I love you. Running over the plains. All stories, and blood. “Can you imagine killing out of love?” Susette. Duel in the sun. Bengt. Djeessuss. Oh God. Tom. Someone in a polo shirt. Tom Maalamaa came and got her. And behind her it was burning.
“But it’s better now,” says the Manager. “Everything is better now. And now it seems like she and all of us are ready to move on. You too, Maj-Gun—”
Yes. But first. Bengt.
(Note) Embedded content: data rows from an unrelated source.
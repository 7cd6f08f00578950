//! Mutator trait, visit context and registry.

use tree_sitter::Node;

use crate::parser::{find_ancestor, queries, ParseResult};
use crate::types::{ClassifiedType, TypeKind, TypeRegistry};

use super::{Mutation, TokenSpan};

/// A mutation strategy.
///
/// The listener walks the tree once and, for each node, calls the visit
/// method matching the node's shape on every active mutator. Mutators
/// override only the shapes they care about.
pub trait Mutator: Send + Sync {
    /// Name used for provenance and include/exclude filters.
    fn name(&self) -> &'static str;

    /// Human-readable description.
    fn description(&self) -> &'static str;

    /// Whether candidates outside any method body are discarded.
    fn requires_enclosing_method(&self) -> bool {
        true
    }

    /// `a OP b`
    fn visit_binary_expression(&self, _ctx: &MutationContext<'_>, _node: Node<'_>) -> Vec<Mutation> {
        Vec::new()
    }

    /// `-x`, `!x`
    fn visit_unary_expression(&self, _ctx: &MutationContext<'_>, _node: Node<'_>) -> Vec<Mutation> {
        Vec::new()
    }

    /// `x++`, `--x`
    fn visit_update_expression(&self, _ctx: &MutationContext<'_>, _node: Node<'_>) -> Vec<Mutation> {
        Vec::new()
    }

    /// `return expr;`
    fn visit_return_statement(&self, _ctx: &MutationContext<'_>, _node: Node<'_>) -> Vec<Mutation> {
        Vec::new()
    }

    /// Class member variables.
    fn visit_field_declaration(&self, _ctx: &MutationContext<'_>, _node: Node<'_>) -> Vec<Mutation> {
        Vec::new()
    }

    /// `Type a = expr, b;` inside a method.
    fn visit_local_variable_declaration(
        &self,
        _ctx: &MutationContext<'_>,
        _node: Node<'_>,
    ) -> Vec<Mutation> {
        Vec::new()
    }

    /// `target = expr`
    fn visit_assignment_expression(
        &self,
        _ctx: &MutationContext<'_>,
        _node: Node<'_>,
    ) -> Vec<Mutation> {
        Vec::new()
    }

    /// `receiver.method(args)` or `method(args)`
    fn visit_method_invocation(&self, _ctx: &MutationContext<'_>, _node: Node<'_>) -> Vec<Mutation> {
        Vec::new()
    }

    /// A call used as a statement.
    fn visit_expression_statement(
        &self,
        _ctx: &MutationContext<'_>,
        _node: Node<'_>,
    ) -> Vec<Mutation> {
        Vec::new()
    }

    /// Multi-branch statements.
    fn visit_switch(&self, _ctx: &MutationContext<'_>, _node: Node<'_>) -> Vec<Mutation> {
        Vec::new()
    }

    /// `if`/`while`/`do` statements and ternaries; `condition` is the bare
    /// condition expression without parentheses.
    fn visit_condition(
        &self,
        _ctx: &MutationContext<'_>,
        _statement: Node<'_>,
        _condition: Node<'_>,
    ) -> Vec<Mutation> {
        Vec::new()
    }
}

/// What a mutator can see while visiting a node.
pub struct MutationContext<'a> {
    pub parsed: &'a ParseResult,
    pub types: &'a TypeRegistry,
}

impl<'a> MutationContext<'a> {
    /// Create a context over a parsed source and its type registry.
    pub fn new(parsed: &'a ParseResult, types: &'a TypeRegistry) -> Self {
        Self { parsed, types }
    }

    /// Source text of a node.
    pub fn text(&self, node: &Node<'_>) -> &'a str {
        self.parsed.node_text(node)
    }

    /// Name of the nearest enclosing method or constructor.
    pub fn enclosing_method(&self, node: &Node<'_>) -> Option<&'a str> {
        let method = find_ancestor(*node, queries::METHOD_DECLARATIONS)?;
        method
            .child_by_field_name("name")
            .map(|name| self.parsed.node_text(&name))
    }

    /// Declared return type of the enclosing method.
    pub fn method_return_type(&self, node: &Node<'_>) -> Option<ClassifiedType> {
        let method = self.enclosing_method(node)?;
        self.types.resolve(method, None)
    }

    /// Resolve the type of an expression node in its method's context.
    pub fn resolve(&self, node: &Node<'_>) -> Option<ClassifiedType> {
        let method = self.enclosing_method(node).unwrap_or("");
        self.types.resolve(method, Some(self.text(node)))
    }

    /// Whether an expression provably evaluates to a string.
    pub fn is_string_expression(&self, node: &Node<'_>) -> bool {
        match node.kind() {
            k if queries::is_string_literal(k) => true,
            "parenthesized_expression" => node
                .named_child(0)
                .is_some_and(|inner| self.is_string_expression(&inner)),
            "binary_expression" => {
                let is_concat = node
                    .child_by_field_name("operator")
                    .is_some_and(|op| self.text(&op) == "+");
                is_concat
                    && [node.child_by_field_name("left"), node.child_by_field_name("right")]
                        .into_iter()
                        .flatten()
                        .any(|side| self.is_string_expression(&side))
            }
            _ => self
                .resolve(node)
                .is_some_and(|t| t.kind == TypeKind::String),
        }
    }

    /// Token span covering exactly `node`.
    pub fn span(&self, node: &Node<'_>) -> Option<TokenSpan> {
        self.span_between(node, node)
    }

    /// Token span from the start of `first` to the end of `last`.
    pub fn span_between(&self, first: &Node<'_>, last: &Node<'_>) -> Option<TokenSpan> {
        if last.end_byte() <= first.start_byte() {
            return None;
        }
        let mut start = self.parsed.start_token(first);
        let mut end = self.parsed.end_token(last);
        start.start_offset = first.start_byte();
        end.stop_offset = last.end_byte() - 1;
        Some(TokenSpan { start, end })
    }

    /// Candidate replacing `node` with `replacement`.
    pub fn replace(
        &self,
        mutator: &dyn Mutator,
        node: &Node<'_>,
        replacement: impl Into<String>,
    ) -> Option<Mutation> {
        self.span(node)
            .map(|span| Mutation::new(mutator.name(), span, replacement))
    }
}

/// Collection of mutators available to the generator.
pub struct MutatorRegistry {
    mutators: Vec<Box<dyn Mutator>>,
}

impl Default for MutatorRegistry {
    fn default() -> Self {
        Self::builtin()
    }
}

impl MutatorRegistry {
    /// Create an empty registry.
    pub fn new() -> Self {
        Self {
            mutators: Vec::new(),
        }
    }

    /// Registry with every built-in mutator.
    pub fn builtin() -> Self {
        Self {
            mutators: super::mutators::all(),
        }
    }

    /// Register a mutator.
    pub fn register(&mut self, mutator: Box<dyn Mutator>) {
        self.mutators.push(mutator);
    }

    /// All registered mutators.
    pub fn mutators(&self) -> &[Box<dyn Mutator>] {
        &self.mutators
    }

    /// Names of all registered mutators.
    pub fn names(&self) -> Vec<&'static str> {
        self.mutators.iter().map(|m| m.name()).collect()
    }

    /// Mutators whose name passes `allows`.
    pub fn select<F>(&self, allows: F) -> Vec<&dyn Mutator>
    where
        F: Fn(&str) -> bool,
    {
        self.mutators
            .iter()
            .filter(|m| allows(m.name()))
            .map(|m| m.as_ref())
            .collect()
    }
}
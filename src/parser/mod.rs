//! Tree-sitter based Apex parser front-end.
//!
//! Apex shares its statement and expression syntax with Java, so the
//! tree-sitter Java grammar is used to build the concrete parse tree.
//! Apex-only syntax is first lowered into Java shapes of the same length
//! (see [`lowering`]). Anything still outside the grammar comes back as
//! ERROR nodes, which the engine walks past without producing mutants.

pub mod lowering;
pub mod queries;

use std::sync::Arc;

use parking_lot::Mutex;
use serde::{Deserialize, Serialize};
use tree_sitter::{Node, Parser as TsParser, Tree};

use crate::core::{Error, Result};

/// Thread-safe Apex parser.
pub struct ApexParser {
    parser: Mutex<Option<TsParser>>,
}

impl Default for ApexParser {
    fn default() -> Self {
        Self::new()
    }
}

impl ApexParser {
    /// Create a new parser. The grammar is loaded lazily on first use.
    pub fn new() -> Self {
        Self {
            parser: Mutex::new(None),
        }
    }

    /// Parse Apex source text.
    pub fn parse(&self, source: &str) -> Result<ParseResult> {
        self.parse_named("<source>", source)
    }

    /// Parse Apex source text, using `name` in error messages.
    ///
    /// The tree is built from the lowered text; [`ParseResult::source`]
    /// keeps the original, which has identical offsets.
    pub fn parse_named(&self, name: &str, source: &str) -> Result<ParseResult> {
        let lowered = lowering::lower(source);
        let tree = {
            let mut guard = self.parser.lock();
            if guard.is_none() {
                let mut p = TsParser::new();
                p.set_language(&tree_sitter_java::LANGUAGE.into())
                    .map_err(|e| Error::Parse {
                        source_name: name.to_string(),
                        message: e.to_string(),
                    })?;
                *guard = Some(p);
            }
            let parser = guard.as_mut().ok_or_else(|| Error::Parse {
                source_name: name.to_string(),
                message: "parser unavailable".to_string(),
            })?;

            parser.parse(&lowered, None).ok_or_else(|| Error::Parse {
                source_name: name.to_string(),
                message: "Failed to parse source".to_string(),
            })?
        };

        let token_starts = collect_token_starts(&tree);

        Ok(ParseResult {
            tree: Arc::new(tree),
            source: source.to_string(),
            name: name.to_string(),
            token_starts,
        })
    }
}

/// Position of one lexical token in the source.
///
/// `stop_offset` is inclusive: the token covers
/// `source[start_offset..=stop_offset]`.
#[derive(Debug, Clone, Copy, PartialEq, Eq, Hash, Serialize, Deserialize)]
pub struct TokenPosition {
    /// Line number (1-indexed).
    pub line: u32,
    /// Column (0-indexed, in bytes).
    pub column: u32,
    /// Ordinal of the token in source order.
    pub token_index: usize,
    /// Byte offset of the first character.
    pub start_offset: usize,
    /// Byte offset of the last character.
    pub stop_offset: usize,
}

/// Result of parsing a source unit.
#[derive(Debug, Clone)]
pub struct ParseResult {
    /// The parsed syntax tree.
    pub tree: Arc<Tree>,
    /// Original source content.
    pub source: String,
    /// Name used in diagnostics.
    pub name: String,
    /// Start byte of every leaf token, in source order.
    token_starts: Vec<usize>,
}

impl ParseResult {
    /// Get the root node of the tree.
    pub fn root_node(&self) -> Node<'_> {
        self.tree.root_node()
    }

    /// Get text for a node.
    pub fn node_text(&self, node: &Node<'_>) -> &str {
        node.utf8_text(self.source.as_bytes()).unwrap_or("")
    }

    /// Text from the start of `start` to the end of `end`.
    pub fn range_text(&self, start: &Node<'_>, end: &Node<'_>) -> &str {
        self.source
            .get(start.start_byte()..end.end_byte())
            .unwrap_or("")
    }

    /// Ordinal of the token starting at (or enclosing) `byte`.
    pub fn token_index_at(&self, byte: usize) -> usize {
        match self.token_starts.binary_search(&byte) {
            Ok(i) => i,
            Err(i) => i.saturating_sub(1),
        }
    }

    /// Position of the first token of `node`.
    pub fn start_token(&self, node: &Node<'_>) -> TokenPosition {
        self.token_position(&first_leaf(*node))
    }

    /// Position of the last token of `node`.
    pub fn end_token(&self, node: &Node<'_>) -> TokenPosition {
        self.token_position(&last_leaf(*node))
    }

    fn token_position(&self, leaf: &Node<'_>) -> TokenPosition {
        let start = leaf.start_position();
        TokenPosition {
            line: start.row as u32 + 1,
            column: start.column as u32,
            token_index: self.token_index_at(leaf.start_byte()),
            start_offset: leaf.start_byte(),
            stop_offset: leaf.end_byte().saturating_sub(1).max(leaf.start_byte()),
        }
    }

    /// Whether the tree contains syntax errors.
    pub fn has_errors(&self) -> bool {
        self.root_node().has_error()
    }
}

/// Line (1-indexed) on which a node starts.
pub fn start_line(node: &Node<'_>) -> u32 {
    node.start_position().row as u32 + 1
}

/// Walk to the first leaf beneath `node`.
pub fn first_leaf(node: Node<'_>) -> Node<'_> {
    let mut current = node;
    while let Some(child) = current.child(0) {
        current = child;
    }
    current
}

/// Walk to the last leaf beneath `node`.
pub fn last_leaf(node: Node<'_>) -> Node<'_> {
    let mut current = node;
    while current.child_count() > 0 {
        match current.child(current.child_count() - 1) {
            Some(child) => current = child,
            None => break,
        }
    }
    current
}

/// Find the nearest ancestor (or self) whose kind is in `kinds`.
pub fn find_ancestor<'t>(node: Node<'t>, kinds: &[&str]) -> Option<Node<'t>> {
    let mut current = Some(node);
    while let Some(n) = current {
        if kinds.contains(&n.kind()) {
            return Some(n);
        }
        current = n.parent();
    }
    None
}

/// Named children of a node, collected.
pub fn named_children<'t>(node: &Node<'t>) -> Vec<Node<'t>> {
    let mut cursor = node.walk();
    node.named_children(&mut cursor).collect()
}

/// All children of a node, collected.
pub fn children<'t>(node: &Node<'t>) -> Vec<Node<'t>> {
    let mut cursor = node.walk();
    node.children(&mut cursor).collect()
}

fn collect_token_starts(tree: &Tree) -> Vec<usize> {
    let mut starts = Vec::new();
    let mut cursor = tree.walk();

    loop {
        let node = cursor.node();
        if node.child_count() == 0 && node.end_byte() > node.start_byte() {
            starts.push(node.start_byte());
        }

        if cursor.goto_first_child() {
            continue;
        }

        loop {
            if cursor.goto_next_sibling() {
                break;
            }
            if !cursor.goto_parent() {
                starts.sort_unstable();
                starts.dedup();
                return starts;
            }
        }
    }
}
//! CLI implementation using clap.

use std::path::PathBuf;

use clap::{Args, Parser, Subcommand, ValueEnum};

use crate::output::Format;

/// apexmut - Mutation testing for Apex classes.
#[derive(Parser)]
#[command(name = "apexmut")]
#[command(author, version, about, long_about = None)]
pub struct Cli {
    /// Output format (defaults to the configured format)
    #[arg(short, long, value_enum, global = true)]
    pub format: Option<OutputFormat>,

    /// Configuration file path
    #[arg(short, long, global = true)]
    pub config: Option<PathBuf>,

    /// Enable verbose output
    #[arg(short, long, global = true)]
    pub verbose: bool,

    #[command(subcommand)]
    pub command: Command,
}

#[derive(Subcommand)]
pub enum Command {
    /// Generate mutant candidates for a class without executing them
    #[command(alias = "gen")]
    Mutants(MutantsArgs),

    /// Show the method signatures discovered in a class
    Types(TypesArgs),

    /// Summarize a saved mutation testing report
    Score(ScoreArgs),
}

#[derive(Args)]
pub struct MutantsArgs {
    /// Apex class file (.cls)
    #[arg(short, long)]
    pub source: PathBuf,

    /// Only mutate these lines (comma-separated)
    #[arg(short, long, value_delimiter = ',')]
    pub lines: Vec<u32>,

    /// Only run these mutators (comma-separated)
    #[arg(short, long, value_delimiter = ',', conflicts_with = "exclude")]
    pub include: Vec<String>,

    /// Never run these mutators (comma-separated)
    #[arg(short = 'x', long, value_delimiter = ',')]
    pub exclude: Vec<String>,

    /// Skip candidates whose original text matches this regex (repeatable)
    #[arg(long)]
    pub skip: Vec<String>,

    /// Extra names to treat as user-defined classes (comma-separated)
    #[arg(long, value_delimiter = ',')]
    pub user_class: Vec<String>,
}

#[derive(Args)]
pub struct TypesArgs {
    /// Apex class file (.cls)
    #[arg(short, long)]
    pub source: PathBuf,

    /// Extra names to treat as user-defined classes (comma-separated)
    #[arg(long, value_delimiter = ',')]
    pub user_class: Vec<String>,
}

#[derive(Args)]
pub struct ScoreArgs {
    /// Saved report (JSON)
    #[arg(short, long)]
    pub report: PathBuf,

    /// Fail when the mutation score is below this percentage
    #[arg(long)]
    pub min_score: Option<f64>,
}

/// Output format.
#[derive(Clone, Copy, Debug, Default, PartialEq, Eq, ValueEnum)]
pub enum OutputFormat {
    #[default]
    Text,
    Json,
    #[value(alias = "md")]
    Markdown,
}

impl From<OutputFormat> for Format {
    fn from(format: OutputFormat) -> Self {
        match format {
            OutputFormat::Json => Format::Json,
            OutputFormat::Markdown => Format::Markdown,
            OutputFormat::Text => Format::Text,
        }
    }
}

#[cfg(test)]
mod tests {
    use super::*;

    use clap::CommandFactory;

    #[test]
    fn test_cli_is_well_formed() {
        Cli::command().debug_assert();
    }

    #[test]
    fn test_mutants_args() {
        let cli = Cli::parse_from([
            "apexmut",
            "mutants",
            "--source",
            "Calculator.cls",
            "--lines",
            "4,7",
            "--include",
            "NegationMutator,SwitchMutator",
            "-f",
            "json",
        ]);
        assert_eq!(cli.format, Some(OutputFormat::Json));
        match cli.command {
            Command::Mutants(args) => {
                assert_eq!(args.lines, vec![4, 7]);
                assert_eq!(args.include, vec!["NegationMutator", "SwitchMutator"]);
                assert!(args.exclude.is_empty());
            }
            _ => panic!("expected mutants"),
        }
    }

    #[test]
    fn test_include_conflicts_with_exclude() {
        let result = Cli::try_parse_from([
            "apexmut",
            "mutants",
            "-s",
            "A.cls",
            "-i",
            "NegationMutator",
            "-x",
            "SwitchMutator",
        ]);
        assert!(result.is_err());
    }

    #[test]
    fn test_score_args() {
        let cli = Cli::parse_from(["apexmut", "score", "-r", "report.json", "--min-score", "75"]);
        match cli.command {
            Command::Score(args) => assert_eq!(args.min_score, Some(75.0)),
            _ => panic!("expected score"),
        }
    }

    #[test]
    fn test_markdown_alias() {
        let cli = Cli::parse_from(["apexmut", "-f", "md", "types", "-s", "A.cls"]);
        assert_eq!(cli.format, Some(OutputFormat::Markdown));
    }
}
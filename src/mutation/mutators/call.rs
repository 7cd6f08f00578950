//! Method call mutators.

use tree_sitter::Node;

use crate::mutation::mutator::{MutationContext, Mutator};
use crate::mutation::Mutation;
use crate::parser::named_children;
use crate::types::{ClassifiedType, TypeKind};

use super::initialized_declarators;

/// String methods that return a String, so `s.trim()` can collapse to `s`.
const STRING_SELF_METHODS: &[&str] = &[
    "abbreviate",
    "capitalize",
    "deletewhitespace",
    "escapesinglequotes",
    "left",
    "normalizespace",
    "remove",
    "replace",
    "replaceall",
    "reverse",
    "right",
    "substring",
    "tolowercase",
    "touppercase",
    "trim",
    "uncapitalize",
];

/// Right-hand sides of a declaration or plain assignment, paired with the
/// declared type of their target.
fn assigned_values<'t>(
    ctx: &MutationContext<'_>,
    node: Node<'t>,
) -> Vec<(Node<'t>, Option<ClassifiedType>)> {
    match node.kind() {
        "local_variable_declaration" => {
            let declared = node
                .child_by_field_name("type")
                .map(|t| ctx.types.classify(ctx.text(&t)));
            initialized_declarators(node)
                .into_iter()
                .map(|(_, value)| (value, declared.clone()))
                .collect()
        }
        "assignment_expression" => {
            let is_plain = node
                .child_by_field_name("operator")
                .is_some_and(|op| ctx.text(&op) == "=");
            match (is_plain, node.child_by_field_name("left"), node.child_by_field_name("right")) {
                (true, Some(left), Some(right)) => vec![(right, ctx.resolve(&left))],
                _ => Vec::new(),
            }
        }
        _ => Vec::new(),
    }
}

/// Replaces call results assigned to a variable with the type's default.
pub struct NonVoidMethodCallMutator;

impl NonVoidMethodCallMutator {
    fn mutate(&self, ctx: &MutationContext<'_>, node: Node<'_>) -> Vec<Mutation> {
        assigned_values(ctx, node)
            .into_iter()
            .filter(|(value, _)| value.kind() == "method_invocation")
            .filter_map(|(value, declared)| {
                let default = declared?.default_literal()?;
                ctx.replace(self, &value, default)
            })
            .collect()
    }
}

impl Mutator for NonVoidMethodCallMutator {
    fn name(&self) -> &'static str {
        "NonVoidMethodCallMutator"
    }

    fn description(&self) -> &'static str {
        "Replaces x = call() with x = <default of x's type>"
    }

    fn visit_local_variable_declaration(
        &self,
        ctx: &MutationContext<'_>,
        node: Node<'_>,
    ) -> Vec<Mutation> {
        self.mutate(ctx, node)
    }

    fn visit_assignment_expression(
        &self,
        ctx: &MutationContext<'_>,
        node: Node<'_>,
    ) -> Vec<Mutation> {
        self.mutate(ctx, node)
    }
}

/// Replaces assigned constructor calls with `null`.
pub struct ConstructorCallMutator;

impl ConstructorCallMutator {
    fn mutate(&self, ctx: &MutationContext<'_>, node: Node<'_>) -> Vec<Mutation> {
        assigned_values(ctx, node)
            .into_iter()
            .filter(|(value, _)| value.kind() == "object_creation_expression")
            .filter_map(|(value, _)| ctx.replace(self, &value, "null"))
            .collect()
    }
}

impl Mutator for ConstructorCallMutator {
    fn name(&self) -> &'static str {
        "ConstructorCallMutator"
    }

    fn description(&self) -> &'static str {
        "Replaces x = new T() with x = null"
    }

    fn visit_local_variable_declaration(
        &self,
        ctx: &MutationContext<'_>,
        node: Node<'_>,
    ) -> Vec<Mutation> {
        self.mutate(ctx, node)
    }

    fn visit_assignment_expression(
        &self,
        ctx: &MutationContext<'_>,
        node: Node<'_>,
    ) -> Vec<Mutation> {
        self.mutate(ctx, node)
    }
}

/// Removes calls whose result is discarded.
pub struct VoidMethodCallMutator;

impl Mutator for VoidMethodCallMutator {
    fn name(&self) -> &'static str {
        "VoidMethodCallMutator"
    }

    fn description(&self) -> &'static str {
        "Removes call(); statements"
    }

    fn visit_expression_statement(
        &self,
        ctx: &MutationContext<'_>,
        node: Node<'_>,
    ) -> Vec<Mutation> {
        let is_call = node
            .named_child(0)
            .is_some_and(|expr| expr.kind() == "method_invocation");
        if !is_call {
            return Vec::new();
        }
        ctx.replace(self, &node, "").into_iter().collect()
    }
}

/// Replaces a call with one of its arguments of the same type.
pub struct ArgumentPropagationMutator;

impl Mutator for ArgumentPropagationMutator {
    fn name(&self) -> &'static str {
        "ArgumentPropagationMutator"
    }

    fn description(&self) -> &'static str {
        "Replaces f(a) with a when a has f's return type"
    }

    fn visit_method_invocation(&self, ctx: &MutationContext<'_>, node: Node<'_>) -> Vec<Mutation> {
        let Some(arguments) = node.child_by_field_name("arguments") else {
            return Vec::new();
        };
        let arguments = named_children(&arguments);
        if arguments.is_empty() {
            return Vec::new();
        }
        let Some(returned) = ctx.resolve(&node) else {
            return Vec::new();
        };
        if returned.kind == TypeKind::Void {
            return Vec::new();
        }

        arguments
            .iter()
            .filter(|arg| {
                ctx.resolve(arg)
                    .is_some_and(|t| t.is_compatible_with(&returned))
            })
            .filter_map(|arg| ctx.replace(self, &node, ctx.text(arg)))
            .collect()
    }
}

/// Replaces `receiver.method(...)` with `receiver` when the method returns
/// the receiver's type.
pub struct NakedReceiverMutator;

impl NakedReceiverMutator {
    fn returned_type(
        ctx: &MutationContext<'_>,
        receiver: &ClassifiedType,
        method: &str,
    ) -> Option<ClassifiedType> {
        if let Some(signature) = ctx.types.method(method) {
            return Some(signature.classified.clone());
        }
        let lower = method.to_ascii_lowercase();
        (receiver.kind == TypeKind::String && STRING_SELF_METHODS.contains(&lower.as_str()))
            .then(|| receiver.clone())
    }
}

impl Mutator for NakedReceiverMutator {
    fn name(&self) -> &'static str {
        "NakedReceiverMutator"
    }

    fn description(&self) -> &'static str {
        "Replaces r.f() with r when f returns r's type"
    }

    fn visit_method_invocation(&self, ctx: &MutationContext<'_>, node: Node<'_>) -> Vec<Mutation> {
        let (Some(receiver), Some(name)) = (
            node.child_by_field_name("object"),
            node.child_by_field_name("name"),
        ) else {
            return Vec::new();
        };
        if matches!(receiver.kind(), "this" | "super") {
            return Vec::new();
        }
        let Some(receiver_type) = ctx.resolve(&receiver) else {
            return Vec::new();
        };
        if receiver_type.kind == TypeKind::Void {
            return Vec::new();
        }
        let Some(returned) = Self::returned_type(ctx, &receiver_type, ctx.text(&name)) else {
            return Vec::new();
        };
        if !receiver_type.is_compatible_with(&returned) {
            return Vec::new();
        }
        ctx.replace(self, &node, ctx.text(&receiver))
            .into_iter()
            .collect()
    }
}

#[cfg(test)]
mod tests {
    use super::*;

    use crate::mutation::mutators::test_utils::{class, originals, replacements, run};

    const SERVICE: &str = "    Integer total;
    Account primary;
    Integer compute(Integer seed) {
        return seed;
    }
    Integer clamp(Integer value, String label) {
        return value;
    }
    void run(Account acct) {
        Integer a = compute(1), b = 2;
        List<Account> xs = load();
        Mystery m = make();
        total = compute(a);
        total += compute(a);
        acct.Name = label();
        Account created = new Account();
        primary = new Account(Name = 'x');
        log(a);
        Integer c = clamp(a, 'x');
        String t = acct.Name.trim();
        this.compute(a);
    }";

    #[test]
    fn test_non_void_method_call() {
        let source = class(SERVICE);
        let mutations = run(&NonVoidMethodCallMutator, &source);
        assert_eq!(
            replacements(&mutations),
            vec!["0", "new List<Account>()", "0", "''", "0", "''"]
        );
        assert_eq!(
            originals(&mutations, &source),
            vec![
                "compute(1)",
                "load()",
                "compute(a)",
                "label()",
                "clamp(a, 'x')",
                "acct.Name.trim()"
            ]
        );
    }

    #[test]
    fn test_constructor_call() {
        let source = class(SERVICE);
        let mutations = run(&ConstructorCallMutator, &source);
        assert_eq!(replacements(&mutations), vec!["null", "null"]);
        assert_eq!(
            originals(&mutations, &source),
            vec!["new Account()", "new Account(Name = 'x')"]
        );
    }

    #[test]
    fn test_void_method_call() {
        let source = class(SERVICE);
        let mutations = run(&VoidMethodCallMutator, &source);
        assert_eq!(
            originals(&mutations, &source),
            vec!["log(a);", "this.compute(a);"]
        );
        assert!(mutations.iter().all(|m| m.replacement.is_empty()));
    }

    #[test]
    fn test_argument_propagation() {
        let source = class(SERVICE);
        let mutations = run(&ArgumentPropagationMutator, &source);
        assert_eq!(replacements(&mutations), vec!["1", "a", "a", "a", "a"]);
        assert_eq!(
            originals(&mutations, &source),
            vec![
                "compute(1)",
                "compute(a)",
                "compute(a)",
                "clamp(a, 'x')",
                "this.compute(a)"
            ]
        );
    }

    #[test]
    fn test_naked_receiver() {
        let source = class(
            "    String f(String s, Account acct) {\n        String n = acct.Name.trim();\n        Integer len = s.length();\n        return s.toUpperCase();\n    }",
        );
        let mutations = run(&NakedReceiverMutator, &source);
        assert_eq!(replacements(&mutations), vec!["acct.Name", "s"]);
        assert_eq!(
            originals(&mutations, &source),
            vec!["acct.Name.trim()", "s.toUpperCase()"]
        );
    }

    #[test]
    fn test_naked_receiver_uses_method_table() {
        let source = class(
            "    Subject chain() {\n        return this;\n    }\n    void f(Subject other) {\n        Subject s = other.chain();\n        Subject t = this.chain();\n    }",
        );
        let mutations = run(&NakedReceiverMutator, &source);
        assert_eq!(replacements(&mutations), vec!["other"]);
    }
}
She has to say it anyway.
“But Bengt—”
“It’s very tragic,” the Manager says again and though it can seem indifferent there is still nothing sugarcoated about it.
The angels on the TV. Rita, Solveig—and the third one, the brother Bengt.
Pictures on the wall. His pictures, drawings. Blue pictures. “The Exhibition.” The Winter Garden.
“Did you know… him?” Maj-Gun asks carefully.
“Of course. Were very good friends, the three of us. The kids had no real childhood. I knew them since they were little. Tried to help them as best I could. Especially the girls.
“But,” he adds, “it can, well… you know, sound… the way it sounds. But, it wasn’t exactly unexpected, what happened. But, dear Maj-Gun. You need to think about yourself now. You have so much inside. So much life.”
And then he catches his breath, stretches, and asks her about the future, what she is planning on doing now, on becoming “when she grows up.”